Estimates of the damage from the storm vary greatly, but none are small. Karen Clark & Company, which models catastrophe losses, has predicted that insured losses from the storm will reach $18 billion, spread over 20 states. But the firm says more than half the losses were in Texas, which years ago isolated itself from neighboring grids, making it impossible for unaffected providers to pick up the slack.
The damage was so extensive that freelance adjusters had to be flown in from other states just to handle all the claims.
“Some families couldn’t get hold of their insurance companies for weeks,” said Tom Formeller, a stucco and exterior-painting contractor in Houston who reinvented himself as an emergency plumber after the storm.
In normal times, he said, families would have paid him upfront for the repairs, then waited for their insurance checks. But with unemployment high from the pandemic, some families didn’t have the cash, so Mr. Formeller capped their pipes for free and told them to pay when they could.
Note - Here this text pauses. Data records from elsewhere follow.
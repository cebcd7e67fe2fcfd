use std::sync::Arc;

use axum::{
    body::Bytes,
    extract::State,
    http::{HeaderMap, StatusCode},
    response::{IntoResponse, Response},
    Json,
};
use shared::protocol::WebhookAck;
use tracing::{debug, error, warn};
use user_sync::{
    apply_event, SyncError, VerifyError, WebhookHeaders, SVIX_ID_HEADER,
    SVIX_SIGNATURE_HEADER, SVIX_TIMESTAMP_HEADER,
};

use crate::app_state::AppState;

/// How a delivery is refused. Bodies stay plain text so the sender's
/// retry log shows the reason.
#[derive(Debug, Clone, Copy, PartialEq, Eq)]
pub(crate) enum WebhookRejection {
    Unauthorized,
    BadRequest,
    Internal,
}

impl IntoResponse for WebhookRejection {
    fn into_response(self) -> Response {
        match self {
            Self::Unauthorized => (StatusCode::UNAUTHORIZED, "Unauthorized").into_response(),
            Self::BadRequest => (StatusCode::BAD_REQUEST, "Bad Request").into_response(),
            Self::Internal => {
                (StatusCode::INTERNAL_SERVER_ERROR, "Internal Server Error").into_response()
            }
        }
    }
}

impl From<VerifyError> for WebhookRejection {
    fn from(error: VerifyError) -> Self {
        if error.is_unauthorized() {
            Self::Unauthorized
        } else {
            Self::BadRequest
        }
    }
}

impl From<SyncError> for WebhookRejection {
    fn from(error: SyncError) -> Self {
        match error {
            SyncError::MissingEmailAddress { .. } => Self::BadRequest,
            SyncError::Store(_) => Self::Internal,
        }
    }
}

pub(crate) fn webhook_headers(headers: &HeaderMap) -> WebhookHeaders {
    let read = |name: &str| {
        headers
            .get(name)
            .and_then(|value| value.to_str().ok())
            .map(str::to_owned)
    };
    WebhookHeaders {
        id: read(SVIX_ID_HEADER),
        timestamp: read(SVIX_TIMESTAMP_HEADER),
        signature: read(SVIX_SIGNATURE_HEADER),
    }
}

pub(crate) async fn clerk_webhook(
    State(state): State<Arc<AppState>>,
    headers: HeaderMap,
    body: Bytes,
) -> Result<Json<WebhookAck>, WebhookRejection> {
    let delivery = webhook_headers(&headers);
    let event = state.verifier.verify(&delivery, &body).map_err(|error| {
        warn!(msg_id = ?delivery.id, %error, "webhook: rejected delivery");
        WebhookRejection::from(error)
    })?;

    let storage = state.storage.get().await.map_err(|error| {
        error!(error = %format!("{error:#}"), "webhook: user store unavailable");
        WebhookRejection::Internal
    })?;

    let outcome = apply_event(storage, &event).await.map_err(|error| {
        match &error {
            SyncError::MissingEmailAddress { .. } => {
                warn!(msg_id = ?delivery.id, %error, "webhook: event not applied")
            }
            SyncError::Store(_) => {
                error!(msg_id = ?delivery.id, %error, "webhook: event not applied")
            }
        }
        WebhookRejection::from(error)
    })?;

    debug!(
        msg_id = ?delivery.id,
        event_type = event.kind.as_wire(),
        subject = %event.data.id,
        ?outcome,
        "webhook: delivery processed"
    );
    Ok(Json(WebhookAck::received()))
}
use std::{fmt, time::Duration};

use base64::{engine::general_purpose::STANDARD, Engine as _};
use chrono::{DateTime, Utc};
use hmac::{Hmac, Mac};
use sha2::Sha256;
use shared::protocol::IdentityEvent;

use crate::error::{SecretError, VerifyError};

type HmacSha256 = Hmac<Sha256>;

pub const SVIX_ID_HEADER: &str = "svix-id";
pub const SVIX_TIMESTAMP_HEADER: &str = "svix-timestamp";
pub const SVIX_SIGNATURE_HEADER: &str = "svix-signature";
pub const DEFAULT_TOLERANCE: Duration = Duration::from_secs(300);

const SECRET_PREFIX: &str = "whsec_";
const SIGNATURE_VERSION: &str = "v1";

/// The three svix delivery headers, as received. Absent headers stay `None`
/// so the verifier can report which one was missing.
#[derive(Debug, Clone, Default, PartialEq, Eq)]
pub struct WebhookHeaders {
    pub id: Option<String>,
    pub timestamp: Option<String>,
    pub signature: Option<String>,
}

/// Checks svix-style HMAC-SHA256 signatures over the raw request body.
///
/// Signed content is `"{svix-id}.{svix-timestamp}.{body}"`. The signature
/// header may carry several space-separated `v1,<base64>` entries (secret
/// rotation); any one matching is enough.
#[derive(Clone)]
pub struct WebhookVerifier {
    mac: HmacSha256,
    tolerance: Duration,
}

impl fmt::Debug for WebhookVerifier {
    fn fmt(&self, f: &mut fmt::Formatter<'_>) -> fmt::Result {
        f.debug_struct("WebhookVerifier")
            .field("tolerance", &self.tolerance)
            .finish_non_exhaustive()
    }
}

impl WebhookVerifier {
    pub fn new(secret: &str) -> Result<Self, SecretError> {
        let encoded = secret.trim();
        let encoded = encoded.strip_prefix(SECRET_PREFIX).unwrap_or(encoded);
        if encoded.is_empty() {
            return Err(SecretError::Empty);
        }
        let key = STANDARD
            .decode(encoded)
            .map_err(|e| SecretError::InvalidBase64(e.to_string()))?;
        let mac = HmacSha256::new_from_slice(&key).map_err(|_| SecretError::InvalidKey)?;
        Ok(Self {
            mac,
            tolerance: DEFAULT_TOLERANCE,
        })
    }

    pub fn with_tolerance(mut self, tolerance: Duration) -> Self {
        self.tolerance = tolerance;
        self
    }

    pub fn tolerance(&self) -> Duration {
        self.tolerance
    }

    pub fn verify(
        &self,
        headers: &WebhookHeaders,
        body: &[u8],
    ) -> Result<IdentityEvent, VerifyError> {
        self.verify_at(headers, body, Utc::now())
    }

    /// Verifies against an explicit clock reading. The body is parsed only
    /// after the signature has been accepted.
    pub fn verify_at(
        &self,
        headers: &WebhookHeaders,
        body: &[u8],
        now: DateTime<Utc>,
    ) -> Result<IdentityEvent, VerifyError> {
        let msg_id = required(&headers.id, SVIX_ID_HEADER)?;
        let timestamp = required(&headers.timestamp, SVIX_TIMESTAMP_HEADER)?;
        let signatures = required(&headers.signature, SVIX_SIGNATURE_HEADER)?;

        let sent_at: i64 = timestamp
            .trim()
            .parse()
            .map_err(|_| VerifyError::InvalidTimestamp)?;
        if now.timestamp().abs_diff(sent_at) > self.tolerance.as_secs() {
            return Err(VerifyError::TimestampOutOfTolerance);
        }

        let expected = self.keyed(msg_id, timestamp, body);
        let matched = signatures
            .split_whitespace()
            .filter_map(|entry| entry.split_once(','))
            .filter(|(version, _)| *version == SIGNATURE_VERSION)
            .filter_map(|(_, encoded)| STANDARD.decode(encoded).ok())
            .any(|candidate| expected.clone().verify_slice(&candidate).is_ok());
        if !matched {
            return Err(VerifyError::InvalidSignature);
        }

        serde_json::from_slice(body).map_err(|e| VerifyError::InvalidPayload(e.to_string()))
    }

    /// Produces a `v1,<base64>` signature entry for the given delivery.
    pub fn sign(&self, msg_id: &str, timestamp: i64, body: &[u8]) -> String {
        let tag = self
            .keyed(msg_id, &timestamp.to_string(), body)
            .finalize()
            .into_bytes();
        format!("{SIGNATURE_VERSION},{}", STANDARD.encode(tag))
    }

    fn keyed(&self, msg_id: &str, timestamp: &str, body: &[u8]) -> HmacSha256 {
        let mut mac = self.mac.clone();
        mac.update(msg_id.as_bytes());
        mac.update(b".");
        mac.update(timestamp.as_bytes());
        mac.update(b".");
        mac.update(body);
        mac
    }
}

fn required<'a>(value: &'a Option<String>, name: &'static str) -> Result<&'a str, VerifyError> {
    value
        .as_deref()
        .filter(|v| !v.trim().is_empty())
        .ok_or(VerifyError::MissingHeader(name))
}

#[cfg(test)]
#[path = "tests/verify_tests.rs"]
mod tests;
“I had one 78-year-old woman, by herself, who’d been going without water for nine days,” he said. The woman told Mr. Formeller that she would get a loan to pay him, but he sorted out the delay with her insurer and completed $13,000 in repairs.
Even if the power suppliers are forced to pick up the costs of damage from the winter storm, it’s not clear what — if any — steps they might take to prepare for the next one. In a recent survey of Texans by the University of Houston, about half rejected the notion of winter-proofing the grid if it meant they would pay more for power.